The former interim president of Bolivia, Jeanine Áñez, and several ex-ministers have been arrested.
Prosecutors say she and the ministers took part in a coup against the then President Evo Morales in 2019.
Mr Morales resigned and fled Bolivia after protests and allegations of electoral fraud.
Ms Áñez has said she is the victim of a political vendetta by Mr Morales’s Mas Socialist party, which has since returned to power.
The party won a landslide victory in presidential and congressional elections in October last year, paving the way for Mr Morales to return to Bolivia from Argentina and take over the leadership of the Mas party.

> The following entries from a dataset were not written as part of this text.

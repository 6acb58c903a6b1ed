//! Session lifecycle for the emulated device API.
//!
//! The device keeps sessions in RAM only: an opaque 32-character hex token
//! per client, expiring after a fixed idle timeout. The emulator reproduces
//! that exactly — no persistence, no cross-process sharing.
//!
//! ## Design Decisions
//! - Tokens are raw map keys, not hashed: the table lives in process memory
//!   for the lifetime of a dev run, there is no at-rest storage to protect.
//! - The store takes a [`Clock`] so tests can advance time deterministically
//!   instead of sleeping through real timeouts.
//! - The expiry sweeper is an owned, abortable task — started explicitly,
//!   stopped when its handle drops.

pub mod store;

pub use store::{spawn_sweeper, Clock, SessionStats, SessionStore, Sweeper, SystemClock, TOKEN_LEN};
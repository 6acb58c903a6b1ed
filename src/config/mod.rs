//! Emulator configuration.
//!
//! Two distinct things live here and should not be confused:
//!
//! - [`Config`] — how the emulator *process* runs (bind address, session
//!   timeout, simulation knobs). Loaded from a TOML file, everything
//!   defaulted so `plume` starts with no file at all.
//! - the *device document* — the nested JSON configuration the emulated
//!   device exposes over `/api/config`. It starts from board defaults and
//!   is mutated by validated partial updates (deep merge).

use anyhow::{Context, Result};
use serde::{Deserialize, Serialize};
use serde_json::{json, Value};
use std::path::Path;

/// Operating mode, fixed at process start.
#[derive(Debug, Clone, Copy, PartialEq, Eq, Serialize, Deserialize)]
#[serde(rename_all = "lowercase")]
pub enum OperatingMode {
    /// First-time setup: no network identity, auth bypassed, captive-portal
    /// style serving.
    Provisioning,
    /// Full API surface, private paths require a session.
    Normal,
}

#[derive(Debug, Clone, Serialize, Deserialize)]
#[serde(default, deny_unknown_fields)]
pub struct Config {
    pub gateway: GatewayConfig,
    pub session: SessionConfig,
    pub simulation: SimulationConfig,
}

impl Default for Config {
    fn default() -> Self {
        Self {
            gateway: GatewayConfig::default(),
            session: SessionConfig::default(),
            simulation: SimulationConfig::default(),
        }
    }
}

#[derive(Debug, Clone, Serialize, Deserialize)]
#[serde(default, deny_unknown_fields)]
pub struct GatewayConfig {
    pub host: String,
    pub port: u16,
}

impl Default for GatewayConfig {
    fn default() -> Self {
        Self {
            host: "127.0.0.1".into(),
            port: 8080,
        }
    }
}

#[derive(Debug, Clone, Serialize, Deserialize)]
#[serde(default, deny_unknown_fields)]
pub struct SessionConfig {
    pub timeout_secs: u64,
    pub sweep_interval_secs: u64,
}

impl Default for SessionConfig {
    fn default() -> Self {
        Self {
            timeout_secs: crate::session::store::DEFAULT_TIMEOUT_SECS,
            sweep_interval_secs: crate::session::store::DEFAULT_SWEEP_INTERVAL_SECS,
        }
    }
}

/// Knobs for the simulated long operations and the canned WiFi world.
#[derive(Debug, Clone, Serialize, Deserialize)]
#[serde(default, deny_unknown_fields)]
pub struct SimulationConfig {
    pub wifi_test_delay_ms: u64,
    pub broker_test_delay_ms: u64,
    pub scan_delay_ms: u64,
    /// Outcome switch for `/api/test-mqtt`.
    pub broker_reachable: bool,
    pub networks: Vec<WifiNetwork>,
}

impl Default for SimulationConfig {
    fn default() -> Self {
        Self {
            wifi_test_delay_ms: 1500,
            broker_test_delay_ms: 800,
            scan_delay_ms: 250,
            broker_reachable: true,
            networks: vec![
                WifiNetwork { ssid: "Hearth".into(), rssi: -48, secured: true },
                WifiNetwork { ssid: "Hearth-Guest".into(), rssi: -61, secured: true },
                WifiNetwork { ssid: "CoffeeShack".into(), rssi: -74, secured: false },
                WifiNetwork { ssid: "PrinterNet".into(), rssi: -86, secured: true },
            ],
        }
    }
}

#[derive(Debug, Clone, Serialize, Deserialize)]
pub struct WifiNetwork {
    pub ssid: String,
    pub rssi: i32,
    #[serde(default)]
    pub secured: bool,
}

impl Config {
    /// Load from a TOML file, or fall back to defaults when no path is
    /// given.
    pub fn load(path: Option<&Path>) -> Result<Self> {
        match path {
            None => Ok(Self::default()),
            Some(path) => {
                let raw = std::fs::read_to_string(path)
                    .with_context(|| format!("reading config file {}", path.display()))?;
                toml::from_str(&raw)
                    .with_context(|| format!("parsing config file {}", path.display()))
            }
        }
    }
}

/// The device document a freshly provisioned board reports: board defaults
/// for pins and buttons, everything else blank or off.
pub fn default_device_document() -> Value {
    json!({
        "device": {
            "owner": "Developer",
            "timezone": "Europe/London",
            "printerTxPin": 21,
            "printerRxPin": -1,
            "printerDtrPin": -1,
        },
        "wifi": {
            "ssid": "Hearth",
            "password": "",
        },
        "mqtt": {
            "enabled": false,
            "server": "",
            "port": 1883,
            "username": "",
            "password": "",
        },
        "autoInk": {
            "enabled": false,
            "startHour": 9,
            "endHour": 17,
            "frequencyMinutes": 60,
            "prompt": "Print something short and delightful.",
            "apiToken": "",
        },
        "buttons": {
            "button1": { "gpio": 5, "shortAction": "JOKE", "longAction": "", "shortLedEffect": "chase_single", "longLedEffect": "pulse", "shortMqttTopic": "", "longMqttTopic": "" },
            "button2": { "gpio": 6, "shortAction": "RIDDLE", "longAction": "", "shortLedEffect": "chase_single", "longLedEffect": "pulse", "shortMqttTopic": "", "longMqttTopic": "" },
            "button3": { "gpio": 7, "shortAction": "QUOTE", "longAction": "", "shortLedEffect": "chase_single", "longLedEffect": "pulse", "shortMqttTopic": "", "longMqttTopic": "" },
            "button4": { "gpio": 4, "shortAction": "QUIZ", "longAction": "", "shortLedEffect": "chase_single", "longLedEffect": "pulse", "shortMqttTopic": "", "longMqttTopic": "" },
        },
        "leds": {
            "pin": 20,
            "count": 30,
            "brightness": 128,
            "refreshRate": 60,
        },
    })
}

/// Deep-merge `update` into `target`: objects merge recursively, scalars
/// and arrays replace. Keys absent from the update keep their value — the
/// partial-update contract.
pub fn merge_update(target: &mut Value, update: &Value) {
    match (target, update) {
        (Value::Object(target_map), Value::Object(update_map)) => {
            for (key, value) in update_map {
                match target_map.get_mut(key) {
                    Some(existing) => merge_update(existing, value),
                    None => {
                        target_map.insert(key.clone(), value.clone());
                    }
                }
            }
        }
        (target, update) => *target = update.clone(),
    }
}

His colleague Luis Arce was elected president, though Mr Arce stressed in a BBC interview last year that he would pursue his own political path, saying he was not Evo Morales.
As the most senior senator, Ms Áñez became caretaker president after Mr Morales fled. But members of the Mas party accused her, in cahoots with police and military figures, of engineering his overthrow.
She was detained in the early hours of Saturday in the city of Trinidad, government minister, Eduardo Del Castillo Del Carpio, announced on Facebook. She was then taken by plane to the city of La Paz.
Ms Áñez earlier tweeted “the political persecution has begun” and said an arrest document listed charges of terrorism, sedition and conspiracy.
Bolivian television also aired images of former energy minister Rodrigo Guzman and former justice minister Alvaro Coimbra being detained.
Mr Morales fled Bolivia in November 2019 after weeks of violent protests and after losing the backing of the military over his controversial re-election to a fourth term in office.
Several of his allies in senior posts also left the country.